About this task —
Count, in the data that follows, every line with the string "Self", and give that count as the whole reply.

Input data —

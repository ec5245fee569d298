//! Error types used by this crate.
//!

use std::{io, result};

use thiserror::Error;

/// The result type for config.
pub type Result<T> = result::Result<T, Error>;

/// The error type for config.
#[derive(Error, Debug, Clone, PartialEq, Eq)]
pub enum Error {
  #[error("io found: {0}")]
  IoError(String),

  #[error("failed to setup tracing: {0}")]
  TracingError(String),

  #[error("parse error: {0}")]
  ParseError(String),

  #[error("config error: {0}")]
  ConfigError(String),
}

impl From<Error> for io::Error {
  fn from(error: Error) -> Self {
    io::Error::other(error.to_string())
  }
}

impl From<io::Error> for Error {
  fn from(error: io::Error) -> Self {
    Error::IoError(error.to_string())
  }
}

Response to this task —
2